Here in Australia, Richmond’s “hill” also offered commanding views of a vast plateau, but one ripe for the developments of farming and grazing, and later, industry. Historian Janet McCalman tells us that Richmond’s social fate was determined by its topography. Richmond began its colonial days as a semi-rural home for the well-to-do. But it quickly became an over-crowded suburb of the working classes. This change in Richmond’s demography was foretold by the industries that began moving into the area from the 1860s.
Tanneries, wool-washing plants, a brewery, boot and furniture making all took advantage of the wide, flat land by the river. The disused silo still standing in east Richmond was used for wheat. Closer to the heart of the suburb you can see the silos of a disused malthouse, which were converted into apartments and described by Philip Goad as forming “a brutish totemic tower of inner-city living.” Through industry, Richmond became a creation of the late Victorian boom. In another hundred years it’ll probably be seen as the creation of early twenty-first century gentrification.
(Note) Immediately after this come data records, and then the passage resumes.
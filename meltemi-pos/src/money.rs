//! Currency and date formatting for receipt output
//!
//! Amounts print as `symbol + fixed(2)` with half-up rounding. Date and
//! time follow the configured language: English receipts use 12-hour
//! clocks, Greek receipts 24-hour. That split is long-standing register
//! convention, not something to normalize.

use chrono_tz::Tz;
use rust_decimal::prelude::*;

use crate::config::Language;

/// Resolve an ISO currency code to its symbol
///
/// Unknown codes (or strings that are already symbols) pass through.
pub fn currency_symbol(code: &str) -> &str {
    match code {
        "EUR" => "€",
        "USD" => "$",
        "GBP" => "£",
        "JPY" => "¥",
        "CHF" => "CHF ",
        "SEK" => "kr ",
        "BGN" => "лв ",
        "RON" => "lei ",
        other => other,
    }
}

/// Format an amount as `symbol + fixed(2)`, e.g. `€12.50`
pub fn format_amount(amount: Decimal, currency: &str) -> String {
    let rounded = amount.round_dp_with_strategy(2, RoundingStrategy::MidpointAwayFromZero);
    format!("{}{:.2}", currency_symbol(currency), rounded)
}

/// Format a signed amount, keeping an explicit `-` ahead of the symbol
pub fn format_signed(amount: Decimal, currency: &str) -> String {
    if amount.is_sign_negative() {
        format!("-{}", format_amount(-amount, currency))
    } else {
        format_amount(amount, currency)
    }
}

/// Format a unix-millis timestamp per language convention
pub fn format_datetime(millis: i64, lang: Language, tz: Tz) -> String {
    let Some(dt) = chrono::DateTime::from_timestamp_millis(millis) else {
        return "--".to_string();
    };
    let local = dt.with_timezone(&tz);
    match lang {
        Language::En => local.format("%m/%d/%Y %I:%M %p").to_string(),
        Language::El => local.format("%d/%m/%Y %H:%M").to_string(),
    }
}

/// Time-only variant for compact columns
pub fn format_time(millis: i64, lang: Language, tz: Tz) -> String {
    let Some(dt) = chrono::DateTime::from_timestamp_millis(millis) else {
        return "--".to_string();
    };
    let local = dt.with_timezone(&tz);
    match lang {
        Language::En => local.format("%I:%M %p").to_string(),
        Language::El => local.format("%H:%M").to_string(),
    }
}

#[cfg(test)]
mod tests {
    use super::*;

    fn dec(s: &str) -> Decimal {
        Decimal::from_str_exact(s).unwrap()
    }

    #[test]
    fn test_symbol_resolution() {
        assert_eq!(currency_symbol("EUR"), "€");
        assert_eq!(currency_symbol("USD"), "$");
        // Passthrough for literal symbols and unknown codes
        assert_eq!(currency_symbol("€"), "€");
        assert_eq!(currency_symbol("XXX"), "XXX");
    }

    #[test]
    fn test_format_amount_two_decimals() {
        assert_eq!(format_amount(dec("12.5"), "EUR"), "€12.50");
        assert_eq!(format_amount(dec("0"), "EUR"), "€0.00");
        assert_eq!(format_amount(dec("3.999"), "USD"), "$4.00");
    }

    #[test]
    fn test_format_amount_half_up() {
        assert_eq!(format_amount(dec("1.005"), "EUR"), "€1.01");
        assert_eq!(format_amount(dec("1.004"), "EUR"), "€1.00");
    }

    #[test]
    fn test_format_signed() {
        assert_eq!(format_signed(dec("-2.5"), "EUR"), "-€2.50");
        assert_eq!(format_signed(dec("2.5"), "EUR"), "€2.50");
    }

    #[test]
    fn test_datetime_language_convention() {
        // 2024-01-22 14:32:15 UTC
        let millis = 1705933935000;
        let en = format_datetime(millis, Language::En, chrono_tz::UTC);
        let el = format_datetime(millis, Language::El, chrono_tz::UTC);
        assert_eq!(en, "01/22/2024 02:32 PM");
        assert_eq!(el, "22/01/2024 14:32");
    }

    #[test]
    fn test_invalid_timestamp() {
        assert_eq!(format_datetime(i64::MAX, Language::En, chrono_tz::UTC), "--");
    }
}
//! Styled-line rasterization for scripts the printer cannot render
//!
//! Latin-only thermal heads mangle Greek text even with the right code
//! page selected, so those documents are shaped with a system TTF font
//! in-process (ab_glyph) and shipped to the printer as `GS v 0` raster
//! images instead of text.
//!
//! Rendering happens in fixed-size batches so a long report never
//! produces one enormous canvas: each batch becomes its own raster
//! command and the printer draws them back to back. Batch boundaries
//! always fall between lines.

use ab_glyph::{Font, FontArc, ScaleFont};

use crate::command::Align;
use crate::error::{PrintError, PrintResult};
use crate::raster::RasterImage;

/// Vertical margin above and below each rendered batch, in pixels
pub const BATCH_MARGIN_PX: usize = 8;

/// Maximum styled lines rendered into a single raster image
pub const MAX_LINES_PER_BATCH: usize = 30;

/// Horizontal inset of inverted "pill" backgrounds, in pixels
const PILL_MARGIN_PX: usize = 8;

/// Corner radius of inverted "pill" backgrounds, in pixels
const PILL_RADIUS_PX: usize = 10;

/// Ink coverage above which a canvas pixel prints black
const INK_THRESHOLD: f32 = 0.5;

/// Named line styles, each resolving to a fixed font configuration
#[derive(Debug, Clone, Copy, PartialEq, Eq, Default)]
pub enum LineStyle {
    Small,
    #[default]
    Normal,
    Bold,
    Header,
    Title,
    DoubleHeight,
    DoubleSize,
    BoxHeader,
}

impl LineStyle {
    /// Resolve a style by name. Unknown names fail closed to `Normal`.
    pub fn from_name(name: &str) -> LineStyle {
        match name {
            "small" => LineStyle::Small,
            "normal" => LineStyle::Normal,
            "bold" => LineStyle::Bold,
            "header" => LineStyle::Header,
            "title" => LineStyle::Title,
            "doubleHeight" => LineStyle::DoubleHeight,
            "doubleSize" => LineStyle::DoubleSize,
            "boxHeader" => LineStyle::BoxHeader,
            _ => LineStyle::Normal,
        }
    }
}

/// Font configuration for one line style
#[derive(Debug, Clone, Copy, PartialEq)]
pub struct FontSpec {
    /// Glyph height in pixels
    pub px: f32,
    /// Use the bold face
    pub bold: bool,
    /// Vertical space the line occupies, in pixels
    pub line_height: usize,
}

/// Immutable style-to-font lookup table
///
/// Injected at rasterizer construction rather than read from module
/// state, so concurrent renders with different paper sizes can never
/// interfere. Pixel sizes are tuned for 203 DPI legibility.
#[derive(Debug, Clone, Copy)]
pub struct StyleTable {
    specs: [FontSpec; 8],
}

impl StyleTable {
    pub fn spec(&self, style: LineStyle) -> FontSpec {
        self.specs[style as usize]
    }
}

impl Default for StyleTable {
    fn default() -> Self {
        let spec = |px: f32, bold: bool, line_height: usize| FontSpec {
            px,
            bold,
            line_height,
        };
        Self {
            // Index order must match the LineStyle discriminants
            specs: [
                spec(18.0, false, 26), // Small
                spec(22.0, false, 32), // Normal
                spec(22.0, true, 32),  // Bold
                spec(28.0, true, 40),  // Header
                spec(34.0, true, 48),  // Title
                spec(30.0, false, 44), // DoubleHeight
                spec(34.0, true, 50),  // DoubleSize
                spec(36.0, true, 52),  // BoxHeader
            ],
        }
    }
}

/// One printable unit of a rasterized document
#[derive(Debug, Clone, PartialEq)]
pub struct StyledLine {
    pub text: String,
    /// Right-justified companion text for two-column rows. Clipped at
    /// the paper edge when it overflows, never wrapped.
    pub right_text: Option<String>,
    pub style: LineStyle,
    pub align: Align,
    /// White-on-black "pill" background instead of black-on-white
    pub inverted: bool,
}

impl StyledLine {
    pub fn new(text: impl Into<String>, style: LineStyle) -> Self {
        Self {
            text: text.into(),
            right_text: None,
            style,
            align: Align::Left,
            inverted: false,
        }
    }

    /// Empty spacer row at the normal line height
    pub fn blank() -> Self {
        Self::new("", LineStyle::Normal)
    }

    pub fn with_right(mut self, right: impl Into<String>) -> Self {
        self.right_text = Some(right.into());
        self
    }

    pub fn with_align(mut self, align: Align) -> Self {
        self.align = align;
        self
    }

    pub fn inverted(mut self) -> Self {
        self.inverted = true;
        self
    }
}

/// Total pixel height of one rendered batch
pub fn measure_height(lines: &[StyledLine], styles: &StyleTable) -> usize {
    let body: usize = lines
        .iter()
        .map(|line| styles.spec(line.style).line_height)
        .sum();
    BATCH_MARGIN_PX + body + BATCH_MARGIN_PX
}

/// Split lines into rendering batches of at most [`MAX_LINES_PER_BATCH`]
pub fn batch_lines(lines: &[StyledLine]) -> impl Iterator<Item = &[StyledLine]> {
    lines.chunks(MAX_LINES_PER_BATCH)
}

/// Regular and bold faces of the receipt font
///
/// `FontArc` is reference counted, so the set clones cheaply into
/// blocking render tasks.
#[derive(Clone)]
pub struct FontSet {
    regular: FontArc,
    bold: FontArc,
}

impl FontSet {
    /// Load both faces from TTF/OTF files
    pub fn from_files(
        regular: impl AsRef<std::path::Path>,
        bold: impl AsRef<std::path::Path>,
    ) -> PrintResult<Self> {
        let regular = std::fs::read(regular)?;
        let bold = std::fs::read(bold)?;
        Self::from_bytes(regular, bold)
    }

    /// Load both faces from raw font data
    pub fn from_bytes(regular: Vec<u8>, bold: Vec<u8>) -> PrintResult<Self> {
        let regular = FontArc::try_from_vec(regular)
            .map_err(|e| PrintError::Render(format!("Invalid regular font: {}", e)))?;
        let bold = FontArc::try_from_vec(bold)
            .map_err(|e| PrintError::Render(format!("Invalid bold font: {}", e)))?;
        Ok(Self { regular, bold })
    }

    fn face(&self, bold: bool) -> &FontArc {
        if bold { &self.bold } else { &self.regular }
    }
}

/// Renders styled lines into packed 1-bit raster images
pub trait TextRasterizer {
    /// Render one batch of lines at the given paper pixel width
    fn render(&self, lines: &[StyledLine], width_px: usize) -> PrintResult<RasterImage>;
}

/// In-process rasterizer over ab_glyph font shaping
///
/// Replaces the out-of-process renderer the print pipeline historically
/// shelled out to: no temp files, no per-call process spawn.
#[derive(Clone)]
pub struct GlyphRasterizer {
    fonts: FontSet,
    styles: StyleTable,
}

impl GlyphRasterizer {
    pub fn new(fonts: FontSet, styles: StyleTable) -> Self {
        Self { fonts, styles }
    }

    pub fn styles(&self) -> &StyleTable {
        &self.styles
    }

    /// Render all lines as a sequence of batch images
    ///
    /// Batches are rendered sequentially to bound peak memory; each
    /// returned image becomes one raster command in the final payload.
    pub fn render_batched(
        &self,
        lines: &[StyledLine],
        width_px: usize,
    ) -> PrintResult<Vec<RasterImage>> {
        batch_lines(lines)
            .map(|batch| self.render(batch, width_px))
            .collect()
    }

    /// Non-blocking variant of [`render_batched`](Self::render_batched)
    ///
    /// Rasterization is CPU-bound; this suspends the calling task
    /// instead of stalling the runtime during a long report render.
    pub async fn render_batched_async(
        &self,
        lines: Vec<StyledLine>,
        width_px: usize,
    ) -> PrintResult<Vec<RasterImage>> {
        let rasterizer = self.clone();
        tokio::task::spawn_blocking(move || rasterizer.render_batched(&lines, width_px))
            .await
            .map_err(|e| PrintError::Render(format!("Render task failed: {}", e)))?
    }

    fn draw_line(&self, canvas: &mut Canvas, top: usize, line: &StyledLine) {
        let spec = self.styles.spec(line.style);

        if line.inverted {
            paint_pill(canvas, top, spec.line_height);
        }

        let font = self.fonts.face(spec.bold);

        if !line.text.is_empty() {
            let layout = layout_text(font, spec.px, &line.text);
            let x0 = match line.align {
                Align::Left => PILL_MARGIN_PX as f32,
                Align::Center => ((canvas.width as f32) - layout.width).max(0.0) / 2.0,
                Align::Right => {
                    ((canvas.width - PILL_MARGIN_PX) as f32 - layout.width).max(0.0)
                }
            };
            draw_glyphs(canvas, top, spec, font, &layout, x0, line.inverted);
        }

        if let Some(right) = line.right_text.as_deref().filter(|s| !s.is_empty()) {
            let layout = layout_text(font, spec.px, right);
            let x0 = ((canvas.width - PILL_MARGIN_PX) as f32 - layout.width).max(0.0);
            draw_glyphs(canvas, top, spec, font, &layout, x0, line.inverted);
        }
    }
}

impl TextRasterizer for GlyphRasterizer {
    fn render(&self, lines: &[StyledLine], width_px: usize) -> PrintResult<RasterImage> {
        let height = measure_height(lines, &self.styles);
        let mut canvas = Canvas::new(width_px, height);

        let mut y = BATCH_MARGIN_PX;
        for line in lines {
            self.draw_line(&mut canvas, y, line);
            y += self.styles.spec(line.style).line_height;
        }

        canvas.into_raster()
    }
}

/// Grayscale working surface: 0.0 = white, 1.0 = full ink
struct Canvas {
    width: usize,
    height: usize,
    ink: Vec<f32>,
}

impl Canvas {
    fn new(width: usize, height: usize) -> Self {
        Self {
            width,
            height,
            ink: vec![0.0; width * height],
        }
    }

    fn add(&mut self, x: i32, y: i32, coverage: f32) {
        if x >= 0 && (x as usize) < self.width && y >= 0 && (y as usize) < self.height {
            let idx = y as usize * self.width + x as usize;
            self.ink[idx] = (self.ink[idx] + coverage).min(1.0);
        }
    }

    fn subtract(&mut self, x: i32, y: i32, coverage: f32) {
        if x >= 0 && (x as usize) < self.width && y >= 0 && (y as usize) < self.height {
            let idx = y as usize * self.width + x as usize;
            self.ink[idx] = (self.ink[idx] - coverage).max(0.0);
        }
    }

    fn fill(&mut self, x: usize, y: usize) {
        if x < self.width && y < self.height {
            self.ink[y * self.width + x] = 1.0;
        }
    }

    /// Fixed-threshold 1-bit conversion; no error diffusion so glyph
    /// edges stay crisp.
    fn into_raster(self) -> PrintResult<RasterImage> {
        let mut img = RasterImage::new(self.width, self.height)?;
        for y in 0..self.height {
            for x in 0..self.width {
                if self.ink[y * self.width + x] > INK_THRESHOLD {
                    img.set(x, y, true);
                }
            }
        }
        Ok(img)
    }
}

/// A shaped run of glyphs with its total advance width
struct TextLayout {
    glyphs: Vec<(ab_glyph::GlyphId, f32)>,
    width: f32,
    ascent: f32,
    descent: f32,
}

fn layout_text(font: &FontArc, px: f32, text: &str) -> TextLayout {
    let scaled = font.as_scaled(px);
    let mut glyphs = Vec::with_capacity(text.chars().count());
    let mut caret = 0.0f32;

    for ch in text.chars() {
        let id = font.glyph_id(ch);
        glyphs.push((id, caret));
        caret += scaled.h_advance(id);
    }

    TextLayout {
        glyphs,
        width: caret,
        ascent: scaled.ascent(),
        descent: scaled.descent(),
    }
}

fn draw_glyphs(
    canvas: &mut Canvas,
    top: usize,
    spec: FontSpec,
    font: &FontArc,
    layout: &TextLayout,
    x0: f32,
    inverted: bool,
) {
    // Center the glyph block vertically inside the line box
    let glyph_h = layout.ascent - layout.descent;
    let baseline = top as f32 + (spec.line_height as f32 - glyph_h) / 2.0 + layout.ascent;

    for &(id, glyph_x) in &layout.glyphs {
        let glyph = id.with_scale_and_position(spec.px, ab_glyph::point(x0 + glyph_x, baseline));
        let Some(outlined) = font.outline_glyph(glyph) else {
            continue;
        };
        let bounds = outlined.px_bounds();
        outlined.draw(|px, py, coverage| {
            let x = px as i32 + bounds.min.x as i32;
            let y = py as i32 + bounds.min.y as i32;
            if inverted {
                canvas.subtract(x, y, coverage);
            } else {
                canvas.add(x, y, coverage);
            }
        });
    }
}

/// Pixel inset of a pill row from its straight edge, for rounded corners
fn pill_inset(dy: usize, height: usize, radius: usize) -> usize {
    let r = radius.min(height / 2);
    let d = if dy < r {
        r - dy
    } else if dy + r >= height {
        dy + r + 1 - height
    } else {
        0
    };
    if d == 0 {
        return 0;
    }
    let r_f = r as f32;
    let d_f = d as f32;
    (r_f - (r_f * r_f - d_f * d_f).max(0.0).sqrt()).ceil() as usize
}

fn paint_pill(canvas: &mut Canvas, top: usize, line_height: usize) {
    let x_start = PILL_MARGIN_PX;
    let x_end = canvas.width.saturating_sub(PILL_MARGIN_PX);
    for dy in 0..line_height {
        let inset = pill_inset(dy, line_height, PILL_RADIUS_PX);
        for x in (x_start + inset)..x_end.saturating_sub(inset) {
            canvas.fill(x, top + dy);
        }
    }
}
Richmond hardly bears a visible trace of the past. Richmond Town Hall no longer reveals its Victorian era, revivalist gothic architecture. In the 1930s it was remodelled as a Council priority. And yet there are traces of an industrial past, evident in the malting silos in the far southwest corner of Cremorne, next to the freeway and by the river. If you notice these silos it’s probably for their billboards. And if you walk the backstreets you might glimpse a bluestone wall or a cobble-stone segment of road. But these things don’t amount to much.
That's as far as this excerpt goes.